__Task description__.
Go over the entries below line by line, copying each one that contains the word "before".

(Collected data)
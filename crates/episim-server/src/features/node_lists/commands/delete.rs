use mediator::Request;
use serde::{Deserialize, Serialize};
use sqlx::PgPool;
use uuid::Uuid;

use crate::db;

#[derive(Debug, Clone, Serialize, Deserialize)]
pub struct DeleteNodeListCommand {
    pub id: Uuid,
}

#[derive(Debug, Clone, Serialize, Deserialize)]
pub struct DeleteNodeListResponse {
    pub id: Uuid,
}

#[derive(Debug, thiserror::Error)]
pub enum DeleteNodeListError {
    #[error("Node list '{0}' not found")]
    NotFound(Uuid),
    #[error("Node list '{0}' is referenced by a scenario and cannot be deleted")]
    InUse(Uuid),
    #[error("Database error: {0}")]
    Database(#[from] sqlx::Error),
}

impl Request<Result<DeleteNodeListResponse, DeleteNodeListError>> for DeleteNodeListCommand {}

impl crate::cqrs::middleware::Command for DeleteNodeListCommand {}

#[tracing::instrument(skip(pool), fields(node_list_id = %command.id))]
pub async fn handle(
    pool: PgPool,
    command: DeleteNodeListCommand,
) -> Result<DeleteNodeListResponse, DeleteNodeListError> {
    let result = sqlx::query("DELETE FROM node_lists WHERE id = $1")
        .bind(command.id)
        .execute(&pool)
        .await
        .map_err(|e| {
            if db::is_foreign_key_violation(&e) {
                DeleteNodeListError::InUse(command.id)
            } else {
                DeleteNodeListError::Database(e)
            }
        })?;

    if result.rows_affected() == 0 {
        return Err(DeleteNodeListError::NotFound(command.id));
    }

    Ok(DeleteNodeListResponse { id: command.id })
}
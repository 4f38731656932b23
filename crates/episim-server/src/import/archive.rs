//! Archive intake and layout validation
//!
//! Persists and unpacks the uploaded ZIP into an isolated scratch directory
//! and validates the top-level percentile folder layout before any series
//! file is opened.

use regex::Regex;
use std::collections::BTreeMap;
use std::fs;
use std::io::Cursor;
use std::path::{Path, PathBuf};
use std::sync::OnceLock;
use tracing::{debug, warn};

use super::{ImportError, Result};

/// Filename under which the raw upload is persisted inside the scratch dir.
pub const UPLOAD_FILE_NAME: &str = "upload.zip";

/// Subdirectory of the scratch dir holding the unpacked archive.
pub const EXTRACT_DIR_NAME: &str = "extracted";

fn percentile_dir_pattern() -> &'static Regex {
    static PATTERN: OnceLock<Regex> = OnceLock::new();
    PATTERN.get_or_init(|| Regex::new(r"^p(\d{1,2})$").unwrap_or_else(|_| unreachable!()))
}

/// Scratch directory for one import attempt, keyed by scenario id.
///
/// Creating the guard clears any directory left behind by a previous attempt
/// with the same key; dropping it removes the directory again, so cleanup
/// runs on every exit path of the pipeline.
#[derive(Debug)]
pub struct ScratchDir {
    path: PathBuf,
}

impl ScratchDir {
    pub fn create(root: &Path, key: &str) -> Result<Self> {
        let path = root.join(key);
        if path.exists() {
            fs::remove_dir_all(&path)?;
        }
        fs::create_dir_all(&path)?;
        debug!(path = %path.display(), "Created import scratch directory");
        Ok(Self { path })
    }

    pub fn path(&self) -> &Path {
        &self.path
    }
}

impl Drop for ScratchDir {
    fn drop(&mut self) {
        if let Err(e) = fs::remove_dir_all(&self.path) {
            if e.kind() != std::io::ErrorKind::NotFound {
                warn!(
                    path = %self.path.display(),
                    error = %e,
                    "Failed to clean up import scratch directory"
                );
            }
        }
    }
}

/// Reject uploads before touching the filesystem: a body must be present and
/// the claimed filename must carry the archive extension.
pub fn validate_upload(filename: &str, payload: &[u8]) -> Result<()> {
    if payload.is_empty() {
        return Err(ImportError::EmptyUpload);
    }
    if !filename.to_ascii_lowercase().ends_with(".zip") {
        return Err(ImportError::UnsupportedExtension(filename.to_string()));
    }
    Ok(())
}

/// Unpack a ZIP archive into `dest`, creating it if necessary.
///
/// Blocking; callers on the async runtime offload this via `spawn_blocking`.
pub fn extract_zip(data: &[u8], dest: &Path) -> Result<()> {
    let cursor = Cursor::new(data);
    let mut archive =
        zip::ZipArchive::new(cursor).map_err(|e| ImportError::InvalidArchive(e.to_string()))?;
    fs::create_dir_all(dest)?;
    archive
        .extract(dest)
        .map_err(|e| ImportError::InvalidArchive(e.to_string()))?;
    debug!(entries = archive.len(), dest = %dest.display(), "Extracted upload archive");
    Ok(())
}

/// Parse a top-level archive entry name as a percentile folder name.
///
/// Accepts `p` followed by 1-2 decimal digits (percentile 0-99).
pub fn parse_percentile_dir_name(name: &str) -> Option<u8> {
    percentile_dir_pattern()
        .captures(name)
        .and_then(|captures| captures.get(1))
        .and_then(|digits| digits.as_str().parse().ok())
}

/// Enumerate the percentile folders of an extracted archive.
///
/// Every immediate child of `extract_root` must be a directory matching the
/// percentile naming pattern; a single non-conforming entry rejects the
/// whole archive, naming the entry, before any contained file is opened.
pub fn percentile_folders(extract_root: &Path) -> Result<BTreeMap<u8, PathBuf>> {
    let mut folders = BTreeMap::new();

    for entry in fs::read_dir(extract_root)? {
        let entry = entry?;
        let name = entry.file_name().to_string_lossy().into_owned();
        let is_dir = entry.file_type()?.is_dir();

        let percentile = match parse_percentile_dir_name(&name) {
            Some(p) if is_dir => p,
            _ => return Err(ImportError::MalformedLayout(name)),
        };

        folders.insert(percentile, entry.path());
    }

    if folders.is_empty() {
        return Err(ImportError::NoPercentileFolders);
    }

    Ok(folders)
}

#[cfg(test)]
mod tests {
    use super::*;
    use std::io::Write;
    use zip::write::SimpleFileOptions;

    fn build_zip(entries: &[(&str, &[u8])]) -> Vec<u8> {
        let mut writer = zip::ZipWriter::new(Cursor::new(Vec::new()));
        for (name, content) in entries {
            writer
                .start_file(*name, SimpleFileOptions::default())
                .unwrap();
            writer.write_all(content).unwrap();
        }
        writer.finish().unwrap().into_inner()
    }

    #[test]
    fn test_validate_upload_rejects_empty_body() {
        assert!(matches!(
            validate_upload("results.zip", b""),
            Err(ImportError::EmptyUpload)
        ));
    }

    #[test]
    fn test_validate_upload_rejects_wrong_extension() {
        assert!(matches!(
            validate_upload("results.tar.gz", b"data"),
            Err(ImportError::UnsupportedExtension(_))
        ));
        assert!(validate_upload("results.ZIP", b"data").is_ok());
    }

    #[test]
    fn test_extract_rejects_corrupt_archive() {
        let dir = tempfile::tempdir().unwrap();
        let result = extract_zip(b"definitely not a zip", dir.path());
        assert!(matches!(result, Err(ImportError::InvalidArchive(_))));
    }

    #[test]
    fn test_percentile_dir_name_parsing() {
        assert_eq!(parse_percentile_dir_name("p5"), Some(5));
        assert_eq!(parse_percentile_dir_name("p50"), Some(50));
        assert_eq!(parse_percentile_dir_name("p05"), Some(5));
        assert_eq!(parse_percentile_dir_name("p"), None);
        assert_eq!(parse_percentile_dir_name("p100"), None);
        assert_eq!(parse_percentile_dir_name("percentile_50"), None);
        assert_eq!(parse_percentile_dir_name("P50"), None);
    }

    #[test]
    fn test_percentile_folders_happy_path() {
        let dir = tempfile::tempdir().unwrap();
        let data = build_zip(&[
            ("p25/node.json", b"{}".as_slice()),
            ("p50/node.json", b"{}".as_slice()),
        ]);
        extract_zip(&data, dir.path()).unwrap();

        let folders = percentile_folders(dir.path()).unwrap();
        assert_eq!(folders.keys().copied().collect::<Vec<_>>(), vec![25, 50]);
    }

    #[test]
    fn test_percentile_folders_rejects_bad_name() {
        let dir = tempfile::tempdir().unwrap();
        let data = build_zip(&[
            ("p25/node.json", b"{}".as_slice()),
            ("percentile_50/node.json", b"{}".as_slice()),
        ]);
        extract_zip(&data, dir.path()).unwrap();

        let result = percentile_folders(dir.path());
        assert!(
            matches!(result, Err(ImportError::MalformedLayout(ref name)) if name == "percentile_50")
        );
    }

    #[test]
    fn test_percentile_folders_rejects_empty_archive() {
        let empty = tempfile::tempdir().unwrap();
        assert!(matches!(
            percentile_folders(empty.path()),
            Err(ImportError::NoPercentileFolders)
        ));
    }

    #[test]
    fn test_scratch_dir_clears_previous_attempt() {
        let root = tempfile::tempdir().unwrap();
        let stale = root.path().join("abc").join("leftover");
        std::fs::create_dir_all(&stale).unwrap();
        std::fs::write(stale.join("old.bin"), b"stale").unwrap();

        let scratch = ScratchDir::create(root.path(), "abc").unwrap();
        assert!(scratch.path().exists());
        assert!(!scratch.path().join("leftover").exists());

        let kept = scratch.path().to_path_buf();
        drop(scratch);
        assert!(!kept.exists());
    }
}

__Finished exercise__.
//! and validates the top-level percentile folder layout before any series
/// Reject uploads before touching the filesystem: a body must be present and
/// whole archive, naming the entry, before any contained file is opened.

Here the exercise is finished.